Filter the entries below, keeping only lines with the word "String".

Data records START

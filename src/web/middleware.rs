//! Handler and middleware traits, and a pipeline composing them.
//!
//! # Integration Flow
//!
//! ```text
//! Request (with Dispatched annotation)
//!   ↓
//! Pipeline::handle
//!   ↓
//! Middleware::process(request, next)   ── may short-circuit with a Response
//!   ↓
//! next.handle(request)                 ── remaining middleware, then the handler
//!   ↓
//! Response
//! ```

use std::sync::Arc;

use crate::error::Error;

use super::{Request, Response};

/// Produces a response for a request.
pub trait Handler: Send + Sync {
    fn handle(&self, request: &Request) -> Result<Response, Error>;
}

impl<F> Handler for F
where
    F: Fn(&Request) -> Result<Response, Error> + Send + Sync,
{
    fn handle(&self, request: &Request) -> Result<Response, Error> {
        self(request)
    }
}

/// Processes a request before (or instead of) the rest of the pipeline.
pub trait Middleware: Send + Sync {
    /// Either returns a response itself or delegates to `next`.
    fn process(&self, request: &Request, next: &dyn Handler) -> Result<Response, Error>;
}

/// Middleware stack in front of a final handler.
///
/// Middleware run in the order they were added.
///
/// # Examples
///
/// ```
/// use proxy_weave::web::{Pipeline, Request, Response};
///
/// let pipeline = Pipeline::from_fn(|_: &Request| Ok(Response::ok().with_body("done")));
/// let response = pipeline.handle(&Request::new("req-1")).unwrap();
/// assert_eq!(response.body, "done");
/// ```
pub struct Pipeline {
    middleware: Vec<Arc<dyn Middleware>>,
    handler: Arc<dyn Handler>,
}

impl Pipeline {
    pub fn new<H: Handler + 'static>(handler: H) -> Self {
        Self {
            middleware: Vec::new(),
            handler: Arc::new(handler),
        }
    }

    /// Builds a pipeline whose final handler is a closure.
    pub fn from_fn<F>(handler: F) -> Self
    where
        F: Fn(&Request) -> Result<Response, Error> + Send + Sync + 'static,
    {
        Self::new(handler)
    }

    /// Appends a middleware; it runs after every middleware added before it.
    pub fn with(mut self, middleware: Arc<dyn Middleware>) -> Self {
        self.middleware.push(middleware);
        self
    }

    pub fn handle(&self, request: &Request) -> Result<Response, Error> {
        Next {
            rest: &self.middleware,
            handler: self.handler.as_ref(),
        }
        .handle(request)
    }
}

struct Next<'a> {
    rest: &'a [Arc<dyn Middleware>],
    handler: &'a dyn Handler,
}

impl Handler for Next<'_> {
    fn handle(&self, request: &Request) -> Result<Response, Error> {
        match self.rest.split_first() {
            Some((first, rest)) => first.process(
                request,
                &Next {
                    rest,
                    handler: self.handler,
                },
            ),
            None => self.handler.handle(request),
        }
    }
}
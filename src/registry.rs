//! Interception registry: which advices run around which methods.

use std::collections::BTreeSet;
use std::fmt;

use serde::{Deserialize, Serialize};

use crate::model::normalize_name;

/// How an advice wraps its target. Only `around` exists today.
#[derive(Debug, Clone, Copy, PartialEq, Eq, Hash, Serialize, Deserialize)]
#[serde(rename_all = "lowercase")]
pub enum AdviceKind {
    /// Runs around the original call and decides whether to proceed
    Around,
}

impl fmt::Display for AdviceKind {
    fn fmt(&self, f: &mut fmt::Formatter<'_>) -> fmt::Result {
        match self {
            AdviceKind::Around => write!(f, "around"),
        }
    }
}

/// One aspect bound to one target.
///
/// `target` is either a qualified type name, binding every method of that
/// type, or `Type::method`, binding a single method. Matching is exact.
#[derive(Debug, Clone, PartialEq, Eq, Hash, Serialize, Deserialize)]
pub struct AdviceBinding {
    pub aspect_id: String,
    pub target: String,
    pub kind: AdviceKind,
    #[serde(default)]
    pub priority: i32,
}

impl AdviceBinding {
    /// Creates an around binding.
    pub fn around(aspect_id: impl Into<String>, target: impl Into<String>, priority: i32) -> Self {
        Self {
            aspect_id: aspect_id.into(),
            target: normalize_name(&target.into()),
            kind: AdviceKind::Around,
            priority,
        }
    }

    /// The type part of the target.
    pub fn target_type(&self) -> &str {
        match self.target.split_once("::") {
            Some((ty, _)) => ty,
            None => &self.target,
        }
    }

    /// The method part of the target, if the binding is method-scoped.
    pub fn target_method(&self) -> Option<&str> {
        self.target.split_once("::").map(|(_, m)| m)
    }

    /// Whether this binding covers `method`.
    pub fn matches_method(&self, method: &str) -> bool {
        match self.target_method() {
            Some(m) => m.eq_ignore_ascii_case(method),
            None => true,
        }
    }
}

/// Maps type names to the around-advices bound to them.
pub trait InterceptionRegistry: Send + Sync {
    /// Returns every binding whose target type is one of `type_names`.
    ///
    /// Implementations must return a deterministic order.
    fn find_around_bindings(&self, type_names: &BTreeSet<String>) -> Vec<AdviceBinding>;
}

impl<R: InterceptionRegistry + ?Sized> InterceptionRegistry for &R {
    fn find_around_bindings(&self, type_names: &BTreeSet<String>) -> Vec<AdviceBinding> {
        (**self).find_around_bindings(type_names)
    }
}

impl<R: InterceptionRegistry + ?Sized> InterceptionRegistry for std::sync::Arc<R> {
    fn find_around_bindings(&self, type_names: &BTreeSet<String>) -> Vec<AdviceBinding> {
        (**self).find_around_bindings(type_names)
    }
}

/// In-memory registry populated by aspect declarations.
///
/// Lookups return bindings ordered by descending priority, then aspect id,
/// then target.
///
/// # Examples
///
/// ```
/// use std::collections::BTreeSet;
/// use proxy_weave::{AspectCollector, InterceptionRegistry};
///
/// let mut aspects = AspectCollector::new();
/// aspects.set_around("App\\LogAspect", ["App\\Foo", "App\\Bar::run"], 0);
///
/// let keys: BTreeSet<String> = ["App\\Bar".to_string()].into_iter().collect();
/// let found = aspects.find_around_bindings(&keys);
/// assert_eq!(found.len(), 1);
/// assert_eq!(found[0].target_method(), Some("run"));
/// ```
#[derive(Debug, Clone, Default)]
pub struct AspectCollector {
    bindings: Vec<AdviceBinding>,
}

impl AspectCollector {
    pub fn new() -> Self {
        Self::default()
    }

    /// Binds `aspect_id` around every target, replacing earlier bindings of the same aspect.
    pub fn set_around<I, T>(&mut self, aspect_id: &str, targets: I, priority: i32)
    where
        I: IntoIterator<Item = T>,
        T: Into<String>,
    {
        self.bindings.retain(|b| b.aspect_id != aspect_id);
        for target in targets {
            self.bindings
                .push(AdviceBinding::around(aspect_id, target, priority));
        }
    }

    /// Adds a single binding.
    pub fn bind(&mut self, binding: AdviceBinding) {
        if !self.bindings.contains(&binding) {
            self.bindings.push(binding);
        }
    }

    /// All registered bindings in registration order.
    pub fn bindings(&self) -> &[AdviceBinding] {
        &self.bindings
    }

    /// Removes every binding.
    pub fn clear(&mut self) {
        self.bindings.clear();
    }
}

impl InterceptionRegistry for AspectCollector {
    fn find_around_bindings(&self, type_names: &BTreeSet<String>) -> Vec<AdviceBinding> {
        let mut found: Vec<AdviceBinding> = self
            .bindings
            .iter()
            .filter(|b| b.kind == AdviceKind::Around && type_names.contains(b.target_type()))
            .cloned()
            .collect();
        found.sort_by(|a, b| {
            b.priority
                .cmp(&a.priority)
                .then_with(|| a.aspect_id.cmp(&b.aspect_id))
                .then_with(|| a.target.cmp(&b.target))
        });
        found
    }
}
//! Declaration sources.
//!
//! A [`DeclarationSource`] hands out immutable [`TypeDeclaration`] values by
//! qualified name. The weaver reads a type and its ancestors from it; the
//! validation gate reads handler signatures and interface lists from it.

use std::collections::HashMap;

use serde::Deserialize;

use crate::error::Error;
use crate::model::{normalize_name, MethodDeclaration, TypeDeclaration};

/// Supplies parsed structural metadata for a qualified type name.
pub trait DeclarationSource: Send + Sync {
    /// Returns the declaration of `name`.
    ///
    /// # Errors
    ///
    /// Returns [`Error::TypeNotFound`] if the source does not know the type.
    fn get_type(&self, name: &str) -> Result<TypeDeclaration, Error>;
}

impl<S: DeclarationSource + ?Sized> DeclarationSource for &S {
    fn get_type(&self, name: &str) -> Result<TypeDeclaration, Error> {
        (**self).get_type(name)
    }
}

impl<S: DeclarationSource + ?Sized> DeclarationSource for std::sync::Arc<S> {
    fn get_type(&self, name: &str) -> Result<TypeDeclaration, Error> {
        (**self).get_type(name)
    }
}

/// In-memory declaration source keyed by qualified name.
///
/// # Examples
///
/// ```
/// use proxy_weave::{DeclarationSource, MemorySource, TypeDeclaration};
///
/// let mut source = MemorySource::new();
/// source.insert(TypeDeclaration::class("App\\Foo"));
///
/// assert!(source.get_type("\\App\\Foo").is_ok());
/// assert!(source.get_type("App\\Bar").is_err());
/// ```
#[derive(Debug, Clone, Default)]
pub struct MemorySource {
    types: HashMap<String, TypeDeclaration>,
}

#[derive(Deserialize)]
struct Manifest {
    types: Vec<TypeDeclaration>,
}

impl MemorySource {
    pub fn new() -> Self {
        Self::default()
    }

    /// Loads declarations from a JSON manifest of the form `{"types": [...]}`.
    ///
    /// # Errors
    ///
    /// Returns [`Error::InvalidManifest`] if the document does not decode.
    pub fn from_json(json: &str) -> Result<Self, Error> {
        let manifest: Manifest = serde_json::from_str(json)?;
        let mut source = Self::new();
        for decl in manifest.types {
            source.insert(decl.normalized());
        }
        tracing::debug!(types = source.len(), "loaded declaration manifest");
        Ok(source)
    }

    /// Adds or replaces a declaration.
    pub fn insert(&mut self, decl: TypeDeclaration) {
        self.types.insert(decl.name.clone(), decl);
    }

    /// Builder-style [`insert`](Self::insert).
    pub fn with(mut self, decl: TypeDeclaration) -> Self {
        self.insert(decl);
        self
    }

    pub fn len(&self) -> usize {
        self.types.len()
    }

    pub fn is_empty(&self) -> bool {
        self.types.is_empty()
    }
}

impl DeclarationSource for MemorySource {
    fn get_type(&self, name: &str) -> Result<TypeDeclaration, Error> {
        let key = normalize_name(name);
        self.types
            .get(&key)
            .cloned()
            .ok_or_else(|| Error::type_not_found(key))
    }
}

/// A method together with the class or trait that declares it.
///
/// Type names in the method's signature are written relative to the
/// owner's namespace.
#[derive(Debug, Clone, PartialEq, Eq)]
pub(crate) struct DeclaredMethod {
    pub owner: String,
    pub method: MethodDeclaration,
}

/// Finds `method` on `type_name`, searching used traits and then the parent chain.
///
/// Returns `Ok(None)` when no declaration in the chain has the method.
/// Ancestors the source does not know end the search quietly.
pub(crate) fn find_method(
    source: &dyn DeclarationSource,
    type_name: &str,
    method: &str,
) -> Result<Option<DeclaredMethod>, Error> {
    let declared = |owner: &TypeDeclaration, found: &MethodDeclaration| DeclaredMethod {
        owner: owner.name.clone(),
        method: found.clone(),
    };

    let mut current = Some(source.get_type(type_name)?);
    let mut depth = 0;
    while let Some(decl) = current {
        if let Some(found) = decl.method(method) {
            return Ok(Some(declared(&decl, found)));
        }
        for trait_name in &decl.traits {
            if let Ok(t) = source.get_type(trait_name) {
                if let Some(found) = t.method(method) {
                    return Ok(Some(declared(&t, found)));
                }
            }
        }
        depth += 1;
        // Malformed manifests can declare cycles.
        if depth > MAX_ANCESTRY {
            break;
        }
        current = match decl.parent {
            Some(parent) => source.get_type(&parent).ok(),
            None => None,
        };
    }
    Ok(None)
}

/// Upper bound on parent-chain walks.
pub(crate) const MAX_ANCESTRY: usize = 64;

Data records END

Worked solution:
    pub aspect_id: String,
    pub target: String,
    pub fn around(aspect_id: impl Into<String>, target: impl Into<String>, priority: i32) -> Self {
    fn find_around_bindings(&self, type_names: &BTreeSet<String>) -> Vec<AdviceBinding>;
    fn find_around_bindings(&self, type_names: &BTreeSet<String>) -> Vec<AdviceBinding> {
    fn find_around_bindings(&self, type_names: &BTreeSet<String>) -> Vec<AdviceBinding> {
/// let keys: BTreeSet<String> = ["App\\Bar".to_string()].into_iter().collect();
        T: Into<String>,
    fn find_around_bindings(&self, type_names: &BTreeSet<String>) -> Vec<AdviceBinding> {
    types: HashMap<String, TypeDeclaration>,
    pub owner: String,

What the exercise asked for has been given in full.